The NRC has no control over airports, Essig explains; at best, it can recommend that the Federal Aviation Administration impose flight restrictions so planes must avoid the airspace around the nuclear facility. But the FAA has no established criteria pertaining to airports and nuclear power plants, and no specific flight restrictions, says agency spokeswoman Kathleen Bergen. (Neither the NRC nor the FAA could provide a list of U.S. airports located within five miles of a nuclear facility.) The FAA does conduct an airspace study whenever a new structure or landing area is installed at an airport. Bergen adds that an airspace study, separate from the environmental review, would be required if HABDI puts in a second runway. Such a study would take Turkey Point into account.
(In the past, the air force has maintained an informal policy of avoiding flights directly over Turkey Point, even though pilots were not officially required to do so, according to Maj. Bobby D'Angelo, a base spokesman. "It's not a problem," he claims. "It's a big sky.")

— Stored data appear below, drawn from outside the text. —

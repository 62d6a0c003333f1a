//! Simulated live transaction feed.

use std::collections::VecDeque;

use chrono::{DateTime, FixedOffset};
use log::debug;
use rand::Rng;
use rand::seq::SliceRandom;

use super::scene::{MountPoint, NodeId, NodeSpec, Parent, Placement, Scene};
use super::schedule::{Deferred, MIN_INTERVAL, Millis};

/// Most items the feed shows at once.
pub const FEED_CAPACITY: usize = 8;

/// Roughly one animation frame, used to animate a fresh item in.
const REVEAL_DELAY: Millis = 16;

/// One row of the transaction catalogue.
#[derive(Clone, Copy, Debug, PartialEq, Eq)]
pub struct TransactionKind {
	pub label: &'static str,
	pub icon: &'static str,
	pub status: &'static str,
}

pub const CATALOGUE: [TransactionKind; 6] = [
	TransactionKind {
		label: "ATM_WITHDRAWAL",
		icon: "🏧",
		status: "APPROVED",
	},
	TransactionKind {
		label: "POS_PURCHASE",
		icon: "💳",
		status: "APPROVED",
	},
	TransactionKind {
		label: "ONLINE_TRANSFER",
		icon: "💻",
		status: "APPROVED",
	},
	TransactionKind {
		label: "CONTACTLESS_PAY",
		icon: "📱",
		status: "APPROVED",
	},
	TransactionKind {
		label: "CARD_VALIDATION",
		icon: "✅",
		status: "VERIFIED",
	},
	TransactionKind {
		label: "FRAUD_CHECK",
		icon: "🛡️",
		status: "BLOCKED",
	},
];

/// Wall-clock reading supplied by the host.
#[derive(Clone, Copy, Debug, Default, PartialEq, Eq)]
pub struct WallClock {
	/// Milliseconds since the Unix epoch.
	pub epoch_ms: i64,
	/// Local offset east of UTC, in minutes.
	pub utc_offset_minutes: i32,
}

impl WallClock {
	/// Local `HH:MM:SS`, or an empty string for an unrepresentable time.
	pub fn time_of_day(&self) -> String {
		let offset = FixedOffset::east_opt(self.utc_offset_minutes * 60)
			.or_else(|| FixedOffset::east_opt(0));
		match (DateTime::from_timestamp_millis(self.epoch_ms), offset) {
			(Some(utc), Some(offset)) => utc.with_timezone(&offset).format("%H:%M:%S").to_string(),
			_ => String::new(),
		}
	}
}

/// A synthesized transaction.
#[derive(Clone, Debug, PartialEq)]
pub struct Transaction {
	pub id: String,
	pub kind: TransactionKind,
	/// Dollars, rounded to cents.
	pub amount: f64,
	pub time: String,
}

impl Transaction {
	/// Draw a random transaction stamped with `clock`.
	pub fn synthesize(rng: &mut impl Rng, clock: WallClock) -> Self {
		let kind = CATALOGUE.choose(rng).copied().unwrap_or(CATALOGUE[0]);
		let amount = (rng.gen_range(10.0..=9999.0_f64) * 100.0).round() / 100.0;
		Self {
			id: format!("TXN{:06}", clock.epoch_ms.rem_euclid(1_000_000)),
			kind,
			amount,
			time: clock.time_of_day(),
		}
	}

	pub fn formatted_amount(&self) -> String {
		format!("${:.2}", self.amount)
	}

	fn to_spec(&self) -> NodeSpec {
		let status_class = format!("transaction-status {}", self.kind.status.to_lowercase());
		NodeSpec::new("div")
			.class("transaction-item")
			.child(
				NodeSpec::new("div")
					.class("transaction-header")
					.child(NodeSpec::new("span").class("transaction-icon").text(self.kind.icon))
					.child(NodeSpec::new("span").class("transaction-id").text(&self.id))
					.child(NodeSpec::new("span").class(status_class).text(self.kind.status)),
			)
			.child(
				NodeSpec::new("div")
					.class("transaction-details")
					.child(NodeSpec::new("span").class("transaction-type").text(self.kind.label))
					.child(
						NodeSpec::new("span")
							.class("transaction-amount")
							.text(self.formatted_amount()),
					),
			)
			.child(NodeSpec::new("div").class("transaction-time").text(&self.time))
	}
}

#[derive(Clone, Copy, Debug, PartialEq, Eq)]
pub enum FeedTask {
	Generate,
	Reveal(NodeId),
}

/// Bounded, newest-first list of fake transactions.
#[derive(Debug)]
pub struct TransactionFeed {
	interval: Millis,
	items: VecDeque<(NodeId, Transaction)>,
	total: u64,
}

impl TransactionFeed {
	/// `interval` is raised to [`MIN_INTERVAL`] if smaller.
	pub fn new(interval: Millis) -> Self {
		Self {
			interval: interval.max(MIN_INTERVAL),
			items: VecDeque::with_capacity(FEED_CAPACITY + 1),
			total: 0,
		}
	}

	/// Delay between generated transactions.
	pub fn interval(&self) -> Millis {
		self.interval
	}

	/// Visible transactions, newest first.
	pub fn visible(&self) -> impl Iterator<Item = &Transaction> {
		self.items.iter().map(|(_, t)| t)
	}

	pub fn nodes(&self) -> impl Iterator<Item = NodeId> + '_ {
		self.items.iter().map(|(n, _)| *n)
	}

	pub fn len(&self) -> usize {
		self.items.len()
	}

	pub fn is_empty(&self) -> bool {
		self.items.is_empty()
	}

	/// Transactions generated since start. Cosmetic only.
	pub fn total_generated(&self) -> u64 {
		self.total
	}

	/// The first transaction is generated right away.
	pub fn start(&self, scene: &impl Scene) -> Option<Deferred<FeedTask>> {
		if !scene.has_mount(MountPoint::TransactionFeed) {
			debug!("flossx: no transaction feed container");
			return None;
		}
		Some(Deferred::new(0, FeedTask::Generate))
	}

	pub fn handle(
		&mut self,
		task: FeedTask,
		scene: &mut impl Scene,
		rng: &mut impl Rng,
		clock: WallClock,
	) -> Vec<Deferred<FeedTask>> {
		match task {
			FeedTask::Generate => self.generate(scene, rng, clock),
			FeedTask::Reveal(node) => {
				if self.items.iter().any(|(n, _)| *n == node) {
					scene.set_style(node, "opacity", "1");
					scene.set_style(node, "transform", "translateX(0)");
				}
				Vec::new()
			}
		}
	}

	fn generate(
		&mut self,
		scene: &mut impl Scene,
		rng: &mut impl Rng,
		clock: WallClock,
	) -> Vec<Deferred<FeedTask>> {
		let transaction = Transaction::synthesize(rng, clock);
		let spec = transaction.to_spec();
		let Some(node) = scene.mount(
			Parent::Mount(MountPoint::TransactionFeed),
			Placement::Prepend,
			&spec,
		) else {
			debug!("flossx: transaction feed container gone, feed stops");
			return Vec::new();
		};

		self.items.push_front((node, transaction));
		while self.items.len() > FEED_CAPACITY {
			if let Some((old, _)) = self.items.pop_back() {
				scene.unmount(old);
			}
		}
		self.total += 1;

		vec![
			Deferred::new(REVEAL_DELAY, FeedTask::Reveal(node)),
			Deferred::new(self.interval, FeedTask::Generate),
		]
	}
}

FP&L officials insist that Turkey Point's two reactor containment buildings are constructed to withstand the impact of an airplane crash. "It would be no one's favorite day," says corporate manager Mothena, "but there would be more deaths from the crash than anything else." A June 1994 FP&L study concluded that the reactors have "no significant vulnerability to aircraft crashes." But there is no mention of airplanes in the plant's original safety analysis report, which lists the flying objects the reactor containment buildings are designed to withstand. Under the heading "tornado-generated missiles," the heaviest object is a passenger car traveling at a velocity of 50 miles per hour and weighing 4000 pounds.